The expedition itself was large and well-financed: a shore party of sixty-five men, a scientific programme of lasting value, and a transport plan built around motor sledges, Siberian ponies, dogs and, in the final stage, men hauling their own sledges. The polar journey was the smallest and most exposed thread of that effort. The five men dragged their sledge some 800 miles to the Pole and turned back into deteriorating weather, weakening bodies, and a depot system that left them with too little margin at exactly the wrong moments.
Their bodies, diaries and photographs were found the following spring. Scott's journals, recovered from the final tent on 12 November 1912, made the deaths public in extraordinary detail and turned the disaster into a national legend of stoic sacrifice. A century of reassessment has been less reverent, tracing the deaths not to a single villain but to compounding decisions — a fifth man added to a four-man ration plan, an over-reliance on human muscle, depots placed short or left thin, and a relief that never came — set against a March on the Barrier that was, by later analysis, abnormally and lethally cold.
Timeline
Eight hundred miles on muscle and hope
By 1911 the South Pole was one of the last great geographic prizes, and Scott's expedition pursued it alongside a serious scientific programme. The transport plan was deliberately mixed: motor sledges to break trail, Siberian ponies to haul across the Ross Ice Shelf, dog teams for support, and — for the long haul up the Beardmore Glacier and across the high polar plateau — men pulling the sledges themselves. The motors failed early. Most of the ponies died or were shot during the approach. By the time the southern party reached the foot of the glacier, the journey had become, by design and by attrition, a feat of human hauling.

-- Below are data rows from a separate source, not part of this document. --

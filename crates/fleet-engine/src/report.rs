//! Per-tick summary of what the engine did.

/// Actions taken during one reconciliation tick.
#[derive(Debug, Clone, Default, PartialEq, Eq)]
pub struct ReconcileReport {
    pub tick: u64,
    /// Signed capacity delta computed for this tick.
    pub delta: i64,
    pub reactivated: usize,
    pub created: usize,
    pub drained: usize,
    /// Instances destroyed because no registry entry referenced them.
    pub dangling_instances_removed: usize,
    /// Registry entries deleted because no instance backed them.
    pub dangling_registrations_removed: usize,
    pub stale_removed: usize,
    pub drained_removed: usize,
}

impl ReconcileReport {
    pub fn is_noop(&self) -> bool {
        self.reactivated == 0
            && self.created == 0
            && self.drained == 0
            && self.dangling_instances_removed == 0
            && self.dangling_registrations_removed == 0
            && self.stale_removed == 0
            && self.drained_removed == 0
    }
}
//! Helpers for `key=value` lists (agent environment, instance labels).

use crate::{Error, Result};
use std::collections::BTreeMap;

/// Parse a list of `key=value` entries. Keys and values are trimmed; both
/// must be non-empty.
pub fn parse_key_values<S: AsRef<str>>(entries: &[S]) -> Result<BTreeMap<String, String>> {
    let mut map = BTreeMap::new();
    for entry in entries {
        let entry = entry.as_ref();
        let (key, value) = entry
            .split_once('=')
            .ok_or_else(|| Error::InvalidKeyValue(entry.to_string()))?;
        let (key, value) = (key.trim(), value.trim());
        if key.is_empty() || value.is_empty() {
            return Err(Error::InvalidKeyValue(entry.to_string()));
        }
        map.insert(key.to_string(), value.to_string());
    }
    Ok(map)
}

/// Merge two maps; entries of `overrides` win.
pub fn merge_maps(
    base: &BTreeMap<String, String>,
    overrides: &BTreeMap<String, String>,
) -> BTreeMap<String, String> {
    let mut merged = base.clone();
    merged.extend(overrides.iter().map(|(k, v)| (k.clone(), v.clone())));
    merged
}

#[cfg(test)]
mod tests {
    use super::*;

    #[test]
    fn test_parse_key_values_trims() {
        let map = parse_key_values(&[" team = ci ", "tier=spot"]).unwrap();
        assert_eq!(map.get("team").map(String::as_str), Some("ci"));
        assert_eq!(map.get("tier").map(String::as_str), Some("spot"));
    }

    #[test]
    fn test_parse_key_values_rejects_malformed() {
        assert!(parse_key_values(&["novalue"]).is_err());
        assert!(parse_key_values(&["key="]).is_err());
        assert!(parse_key_values(&["=value"]).is_err());
    }

    #[test]
    fn test_merge_prefers_overrides() {
        let base = parse_key_values(&["a=1", "b=2"]).unwrap();
        let overrides = parse_key_values(&["b=3", "c=4"]).unwrap();
        let merged = merge_maps(&base, &overrides);
        assert_eq!(merged.len(), 3);
        assert_eq!(merged["b"], "3");
    }
}
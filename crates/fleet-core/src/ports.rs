//! Port traits (hexagonal architecture).
//!
//! The engine only talks to the outside world through these two traits:
//! the CI server's agent registry and job queue, and a cloud backend.

use crate::Result;
use crate::agent::{Agent, QueueInfo, Task};
use async_trait::async_trait;

/// Read/write access to the CI server's agent registry and job queue.
#[async_trait]
pub trait Client: Send + Sync {
    /// List every registered agent.
    async fn agent_list(&self) -> Result<Vec<Agent>>;

    /// Register a new agent. The returned agent carries the registry id
    /// and the agent token.
    async fn agent_create(&self, agent: &Agent) -> Result<Agent>;

    /// Update an agent (used for the `no_schedule` flag).
    async fn agent_update(&self, agent: &Agent) -> Result<Agent>;

    /// Delete an agent. Returns `Error::NotFound` when the entry is already
    /// gone; callers decide whether that matters.
    async fn agent_delete(&self, id: i64) -> Result<()>;

    /// Tasks currently assigned to an agent.
    async fn agent_tasks_list(&self, id: i64) -> Result<Vec<Task>>;

    /// Current queue snapshot.
    async fn queue_info(&self) -> Result<QueueInfo>;
}

/// A cloud backend that can host agent instances.
#[async_trait]
pub trait Provider: Send + Sync {
    /// Provision an instance for the agent, labelled so it can be found by
    /// pool membership later.
    async fn deploy_agent(&self, agent: &Agent) -> Result<()>;

    /// Deprovision the instance named `agent.name`. Must succeed when no
    /// such instance exists.
    async fn remove_agent(&self, agent: &Agent) -> Result<()>;

    /// Names of the instances currently provisioned for this pool.
    async fn list_deployed_agent_names(&self) -> Result<Vec<String>>;

    /// Provider name for logging.
    fn name(&self) -> &str;
}
//! Pool-scoped agent names.
//!
//! The name `pool-<pool_id>-agent-<suffix>` is the only key shared by the
//! CI server's registry and the cloud provider's inventory, so every
//! component goes through [`AgentName`] instead of matching strings itself.

use crate::{Error, Result};
use rand::Rng;
use rand::distributions::Alphanumeric;
use std::fmt;
use std::str::FromStr;

const POOL_PREFIX: &str = "pool-";
const AGENT_SEPARATOR: &str = "-agent-";

/// Length of generated suffixes.
pub const SUFFIX_LENGTH: usize = 8;

#[derive(Debug, Clone, PartialEq, Eq, Hash)]
pub struct AgentName {
    pool_id: String,
    suffix: String,
}

impl AgentName {
    /// Build a name from its parts, validating both.
    pub fn new(pool_id: impl Into<String>, suffix: impl Into<String>) -> Result<Self> {
        let pool_id = pool_id.into();
        let suffix = suffix.into();
        validate_pool_id(&pool_id)?;
        if suffix.is_empty() || !suffix.chars().all(|c| c.is_ascii_alphanumeric()) {
            return Err(Error::InvalidAgentName(format!(
                "suffix must be non-empty ascii alphanumeric: {:?}",
                suffix
            )));
        }
        Ok(Self { pool_id, suffix })
    }

    /// Generate a fresh name with a random lowercase alphanumeric suffix.
    pub fn generate(pool_id: &str) -> Result<Self> {
        let suffix: String = rand::thread_rng()
            .sample_iter(&Alphanumeric)
            .take(SUFFIX_LENGTH)
            .map(|b| char::from(b).to_ascii_lowercase())
            .collect();
        Self::new(pool_id, suffix)
    }

    /// Whether `name` is an agent of the given pool.
    pub fn belongs_to(name: &str, pool_id: &str) -> bool {
        name.parse::<AgentName>()
            .map(|n| n.pool_id == pool_id)
            .unwrap_or(false)
    }

    pub fn pool_id(&self) -> &str {
        &self.pool_id
    }

    pub fn suffix(&self) -> &str {
        &self.suffix
    }
}

impl fmt::Display for AgentName {
    fn fmt(&self, f: &mut fmt::Formatter<'_>) -> fmt::Result {
        write!(
            f,
            "{}{}{}{}",
            POOL_PREFIX, self.pool_id, AGENT_SEPARATOR, self.suffix
        )
    }
}

impl FromStr for AgentName {
    type Err = Error;

    fn from_str(s: &str) -> Result<Self> {
        let rest = s
            .strip_prefix(POOL_PREFIX)
            .ok_or_else(|| Error::InvalidAgentName(s.to_string()))?;
        // The suffix never contains '-', so the last separator is the real one.
        let (pool_id, suffix) = rest
            .rsplit_once(AGENT_SEPARATOR)
            .ok_or_else(|| Error::InvalidAgentName(s.to_string()))?;
        Self::new(pool_id, suffix).map_err(|_| Error::InvalidAgentName(s.to_string()))
    }
}

/// Pool ids become part of hostnames and label values.
pub fn validate_pool_id(pool_id: &str) -> Result<()> {
    if pool_id.is_empty() {
        return Err(Error::InvalidConfig("pool id must not be empty".into()));
    }
    if !pool_id
        .chars()
        .all(|c| c.is_ascii_alphanumeric() || c == '-' || c == '_')
    {
        return Err(Error::InvalidConfig(format!(
            "pool id may only contain ascii alphanumerics, '-' and '_': {:?}",
            pool_id
        )));
    }
    Ok(())
}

Two structural choices narrowed the margin before the Pole was reached. The depot-laying season of early 1911 had placed the crucial One Ton Depot some 35 miles north of its intended position, because the ponies were too weak to push it further south; that shortfall lengthened the gap the returning party would have to cross at its weakest. And on 3 January 1912 Scott expanded the final group from four men to five. The sledging rations, the cooking fuel and the tent had all been calculated for four. Five men meant slower cooking, thinner portions, and a fifth body's worth of food drawn from depots stocked for fewer mouths.
The polar march succeeded as a physical achievement and failed as a contest. The party reached the Pole on 17 January 1912 and found the Norwegian tent, flag and a note from Amundsen, who had arrived about five weeks earlier with a leaner, dog-driven plan. The British turned for home with roughly 800 miles to recross, already tired, already short, and already later in the season than was safe.
The return march and the failing depots
The return was a slow unravelling. Edgar Evans, the strongest man physically, declined first — a hand wound that would not heal, repeated falls, and finally a head injury near the Beardmore that left him, in Scott's words, changed from his self-reliant self. He died on 17 February 1912. The remaining four pressed on to the Barrier, where the weather turned against them. By early-to-mid March daytime temperatures fell well below −40 degrees, far colder than the season's average, and at such temperatures the snow surface turns to dragging sand and the sledge becomes nearly immovable. The men's daily mileage collapsed.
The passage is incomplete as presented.